▸ **WHAT YOU ARE ASKED TO DO**
If a line in the entries below contains "Deserialize", copy it.

═══

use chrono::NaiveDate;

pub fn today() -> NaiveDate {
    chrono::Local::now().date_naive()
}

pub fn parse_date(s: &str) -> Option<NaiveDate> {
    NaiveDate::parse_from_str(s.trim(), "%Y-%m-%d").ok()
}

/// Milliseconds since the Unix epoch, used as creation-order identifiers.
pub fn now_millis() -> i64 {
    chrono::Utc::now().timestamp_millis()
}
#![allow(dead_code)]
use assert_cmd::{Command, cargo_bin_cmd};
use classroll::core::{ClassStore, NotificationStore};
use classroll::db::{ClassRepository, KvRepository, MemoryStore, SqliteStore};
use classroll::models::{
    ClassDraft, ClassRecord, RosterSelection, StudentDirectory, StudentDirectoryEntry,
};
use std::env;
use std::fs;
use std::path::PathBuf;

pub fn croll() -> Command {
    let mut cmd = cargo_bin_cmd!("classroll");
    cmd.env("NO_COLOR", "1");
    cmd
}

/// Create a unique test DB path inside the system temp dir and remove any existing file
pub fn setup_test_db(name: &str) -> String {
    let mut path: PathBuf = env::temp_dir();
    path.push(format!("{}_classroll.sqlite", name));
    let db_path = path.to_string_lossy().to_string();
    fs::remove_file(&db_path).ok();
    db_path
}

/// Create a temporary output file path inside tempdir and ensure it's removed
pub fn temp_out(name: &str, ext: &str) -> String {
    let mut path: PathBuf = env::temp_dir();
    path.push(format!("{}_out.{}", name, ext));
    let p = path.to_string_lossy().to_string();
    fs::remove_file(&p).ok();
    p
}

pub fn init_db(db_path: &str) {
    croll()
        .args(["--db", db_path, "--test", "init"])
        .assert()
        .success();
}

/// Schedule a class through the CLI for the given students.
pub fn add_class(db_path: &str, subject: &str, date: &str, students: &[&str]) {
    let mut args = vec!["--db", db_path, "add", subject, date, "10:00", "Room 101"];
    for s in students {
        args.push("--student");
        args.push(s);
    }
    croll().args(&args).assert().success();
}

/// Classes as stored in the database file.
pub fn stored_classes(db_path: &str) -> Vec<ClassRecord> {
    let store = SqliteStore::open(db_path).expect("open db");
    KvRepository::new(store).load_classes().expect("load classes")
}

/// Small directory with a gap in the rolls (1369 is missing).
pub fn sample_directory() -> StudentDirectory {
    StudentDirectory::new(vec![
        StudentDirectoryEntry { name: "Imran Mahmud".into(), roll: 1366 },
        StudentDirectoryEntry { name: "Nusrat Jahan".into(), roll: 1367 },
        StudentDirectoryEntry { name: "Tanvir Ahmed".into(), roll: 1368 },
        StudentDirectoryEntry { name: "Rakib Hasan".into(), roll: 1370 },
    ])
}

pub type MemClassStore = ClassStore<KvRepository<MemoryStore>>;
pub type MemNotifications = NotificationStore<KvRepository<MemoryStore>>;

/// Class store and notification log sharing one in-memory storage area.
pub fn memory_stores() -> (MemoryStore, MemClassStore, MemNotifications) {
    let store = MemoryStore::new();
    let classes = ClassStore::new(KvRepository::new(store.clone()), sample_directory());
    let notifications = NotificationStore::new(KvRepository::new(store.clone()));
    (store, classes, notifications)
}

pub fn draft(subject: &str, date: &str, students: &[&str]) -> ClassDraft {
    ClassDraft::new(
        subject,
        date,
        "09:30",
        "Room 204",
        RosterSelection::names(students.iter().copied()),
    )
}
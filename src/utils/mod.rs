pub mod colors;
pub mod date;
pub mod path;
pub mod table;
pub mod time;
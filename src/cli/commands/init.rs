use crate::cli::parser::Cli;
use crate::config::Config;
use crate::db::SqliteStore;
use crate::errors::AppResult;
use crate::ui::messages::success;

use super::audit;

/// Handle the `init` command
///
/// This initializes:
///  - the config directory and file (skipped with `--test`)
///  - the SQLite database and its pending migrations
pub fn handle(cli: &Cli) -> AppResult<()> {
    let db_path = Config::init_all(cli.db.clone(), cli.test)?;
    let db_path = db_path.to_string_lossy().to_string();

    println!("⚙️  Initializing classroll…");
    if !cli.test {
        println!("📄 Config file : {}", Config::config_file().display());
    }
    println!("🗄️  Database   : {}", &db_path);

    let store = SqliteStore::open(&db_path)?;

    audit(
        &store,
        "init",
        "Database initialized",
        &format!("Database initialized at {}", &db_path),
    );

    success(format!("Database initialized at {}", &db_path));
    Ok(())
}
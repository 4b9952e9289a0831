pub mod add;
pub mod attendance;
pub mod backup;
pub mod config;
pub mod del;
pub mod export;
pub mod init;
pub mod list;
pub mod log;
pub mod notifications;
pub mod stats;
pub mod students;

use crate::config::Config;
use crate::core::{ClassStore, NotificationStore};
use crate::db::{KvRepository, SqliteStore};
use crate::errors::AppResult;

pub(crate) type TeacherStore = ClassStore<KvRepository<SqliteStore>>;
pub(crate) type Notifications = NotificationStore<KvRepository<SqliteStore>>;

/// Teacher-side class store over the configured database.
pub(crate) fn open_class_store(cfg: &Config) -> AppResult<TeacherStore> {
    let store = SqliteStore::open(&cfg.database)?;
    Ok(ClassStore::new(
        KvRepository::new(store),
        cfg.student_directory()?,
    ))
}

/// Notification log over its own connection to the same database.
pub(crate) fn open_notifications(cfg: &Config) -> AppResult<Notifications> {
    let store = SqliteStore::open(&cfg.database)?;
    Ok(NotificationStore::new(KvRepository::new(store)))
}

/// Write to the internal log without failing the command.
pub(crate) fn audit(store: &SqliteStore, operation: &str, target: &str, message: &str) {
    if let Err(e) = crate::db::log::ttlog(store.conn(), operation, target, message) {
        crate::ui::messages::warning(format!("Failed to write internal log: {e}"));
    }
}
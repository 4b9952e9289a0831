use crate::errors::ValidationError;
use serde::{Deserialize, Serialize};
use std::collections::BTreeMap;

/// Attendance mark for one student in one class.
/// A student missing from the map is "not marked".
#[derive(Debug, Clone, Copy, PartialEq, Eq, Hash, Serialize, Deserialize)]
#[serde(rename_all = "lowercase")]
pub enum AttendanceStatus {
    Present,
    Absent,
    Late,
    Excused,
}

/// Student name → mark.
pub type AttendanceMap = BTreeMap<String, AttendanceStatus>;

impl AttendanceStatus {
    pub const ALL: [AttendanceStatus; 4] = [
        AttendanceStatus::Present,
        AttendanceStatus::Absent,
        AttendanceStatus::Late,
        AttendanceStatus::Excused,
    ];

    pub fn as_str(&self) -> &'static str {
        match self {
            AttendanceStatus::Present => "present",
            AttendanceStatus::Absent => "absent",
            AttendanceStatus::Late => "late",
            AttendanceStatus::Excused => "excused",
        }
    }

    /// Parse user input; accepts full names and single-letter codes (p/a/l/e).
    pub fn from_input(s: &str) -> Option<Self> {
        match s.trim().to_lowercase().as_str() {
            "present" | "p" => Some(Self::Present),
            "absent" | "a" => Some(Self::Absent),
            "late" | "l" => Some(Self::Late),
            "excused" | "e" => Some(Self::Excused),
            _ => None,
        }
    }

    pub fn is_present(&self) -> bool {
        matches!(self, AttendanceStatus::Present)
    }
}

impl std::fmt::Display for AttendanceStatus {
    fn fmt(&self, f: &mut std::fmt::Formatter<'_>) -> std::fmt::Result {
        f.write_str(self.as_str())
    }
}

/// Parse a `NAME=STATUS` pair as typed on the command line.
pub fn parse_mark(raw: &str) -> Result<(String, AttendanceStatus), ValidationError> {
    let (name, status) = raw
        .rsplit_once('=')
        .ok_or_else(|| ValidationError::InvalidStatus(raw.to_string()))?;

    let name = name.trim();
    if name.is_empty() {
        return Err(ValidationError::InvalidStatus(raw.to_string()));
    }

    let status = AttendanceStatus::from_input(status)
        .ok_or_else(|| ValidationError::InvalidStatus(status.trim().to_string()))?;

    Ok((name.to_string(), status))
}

═══

▸ **ANSWER TO THIS TASK**
use serde::{Deserialize, Serialize};
#[derive(Debug, Clone, Copy, PartialEq, Eq, Hash, Serialize, Deserialize)]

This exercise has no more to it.